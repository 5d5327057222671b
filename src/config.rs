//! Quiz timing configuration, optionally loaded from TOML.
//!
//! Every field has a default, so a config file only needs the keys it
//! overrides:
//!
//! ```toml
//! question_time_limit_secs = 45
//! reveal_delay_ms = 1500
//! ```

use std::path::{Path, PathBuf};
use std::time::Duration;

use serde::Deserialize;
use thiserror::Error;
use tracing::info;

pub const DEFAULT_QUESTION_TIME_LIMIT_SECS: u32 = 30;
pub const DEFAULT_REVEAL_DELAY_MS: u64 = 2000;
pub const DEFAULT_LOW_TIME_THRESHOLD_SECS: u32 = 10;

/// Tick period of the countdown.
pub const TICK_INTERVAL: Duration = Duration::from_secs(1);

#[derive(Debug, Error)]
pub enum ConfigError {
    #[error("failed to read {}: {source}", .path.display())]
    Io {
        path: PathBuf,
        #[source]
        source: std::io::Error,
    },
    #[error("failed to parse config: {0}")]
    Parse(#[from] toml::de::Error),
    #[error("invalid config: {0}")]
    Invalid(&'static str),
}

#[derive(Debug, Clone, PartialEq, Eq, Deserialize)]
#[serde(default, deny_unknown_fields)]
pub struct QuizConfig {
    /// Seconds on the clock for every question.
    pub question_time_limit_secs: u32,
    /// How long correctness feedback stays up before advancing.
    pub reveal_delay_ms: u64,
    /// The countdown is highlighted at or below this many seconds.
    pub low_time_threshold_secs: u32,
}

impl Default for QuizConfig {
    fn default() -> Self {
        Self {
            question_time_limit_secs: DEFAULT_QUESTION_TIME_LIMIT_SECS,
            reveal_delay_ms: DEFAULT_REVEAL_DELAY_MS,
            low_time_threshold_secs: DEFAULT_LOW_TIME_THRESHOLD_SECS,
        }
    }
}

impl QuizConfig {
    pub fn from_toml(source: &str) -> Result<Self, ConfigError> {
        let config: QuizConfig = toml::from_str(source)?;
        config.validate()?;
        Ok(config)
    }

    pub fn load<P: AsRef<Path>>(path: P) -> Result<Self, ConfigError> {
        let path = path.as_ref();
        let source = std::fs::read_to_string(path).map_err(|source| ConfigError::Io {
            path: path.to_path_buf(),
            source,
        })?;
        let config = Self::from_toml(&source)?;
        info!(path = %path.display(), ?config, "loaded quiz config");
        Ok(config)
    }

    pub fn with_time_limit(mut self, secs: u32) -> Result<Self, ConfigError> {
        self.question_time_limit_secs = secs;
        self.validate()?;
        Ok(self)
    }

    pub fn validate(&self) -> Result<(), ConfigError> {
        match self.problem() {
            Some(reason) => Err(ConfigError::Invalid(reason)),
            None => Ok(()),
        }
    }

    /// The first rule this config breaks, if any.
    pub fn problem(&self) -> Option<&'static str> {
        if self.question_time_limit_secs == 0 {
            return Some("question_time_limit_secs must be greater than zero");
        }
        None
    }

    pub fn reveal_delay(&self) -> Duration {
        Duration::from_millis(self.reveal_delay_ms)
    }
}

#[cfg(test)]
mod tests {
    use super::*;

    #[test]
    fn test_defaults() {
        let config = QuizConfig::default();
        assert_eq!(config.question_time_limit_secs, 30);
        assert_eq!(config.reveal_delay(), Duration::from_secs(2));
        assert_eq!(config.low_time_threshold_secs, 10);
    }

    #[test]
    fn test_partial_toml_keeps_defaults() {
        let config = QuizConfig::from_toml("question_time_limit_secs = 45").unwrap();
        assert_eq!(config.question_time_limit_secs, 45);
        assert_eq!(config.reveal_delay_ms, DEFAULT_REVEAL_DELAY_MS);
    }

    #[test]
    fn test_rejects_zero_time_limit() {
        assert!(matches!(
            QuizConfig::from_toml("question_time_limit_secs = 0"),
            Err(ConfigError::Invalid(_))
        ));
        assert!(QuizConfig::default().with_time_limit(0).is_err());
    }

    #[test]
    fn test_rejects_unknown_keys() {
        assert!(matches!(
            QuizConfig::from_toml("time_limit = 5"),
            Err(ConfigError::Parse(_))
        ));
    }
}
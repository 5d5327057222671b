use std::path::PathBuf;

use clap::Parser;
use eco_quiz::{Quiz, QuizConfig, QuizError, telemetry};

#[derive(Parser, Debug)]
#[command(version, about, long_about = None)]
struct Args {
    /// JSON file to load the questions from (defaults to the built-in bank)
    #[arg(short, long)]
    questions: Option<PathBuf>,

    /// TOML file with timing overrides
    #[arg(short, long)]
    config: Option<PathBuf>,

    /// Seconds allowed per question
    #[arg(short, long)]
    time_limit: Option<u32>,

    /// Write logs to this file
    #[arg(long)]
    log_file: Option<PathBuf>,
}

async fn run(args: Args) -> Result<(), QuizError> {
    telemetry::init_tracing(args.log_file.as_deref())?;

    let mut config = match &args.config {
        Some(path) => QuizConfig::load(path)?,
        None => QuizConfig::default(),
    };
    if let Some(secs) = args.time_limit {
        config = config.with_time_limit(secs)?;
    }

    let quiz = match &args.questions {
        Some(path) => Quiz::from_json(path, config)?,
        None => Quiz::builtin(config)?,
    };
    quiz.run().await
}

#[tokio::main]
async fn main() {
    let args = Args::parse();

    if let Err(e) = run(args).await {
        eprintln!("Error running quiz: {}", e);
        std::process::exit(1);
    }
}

# YOUR GOAL
Look through the data above for the string "serde" and copy every line where it appears.

# EXERCISE RESPONSE
use serde::Deserialize;
#[serde(default, deny_unknown_fields)]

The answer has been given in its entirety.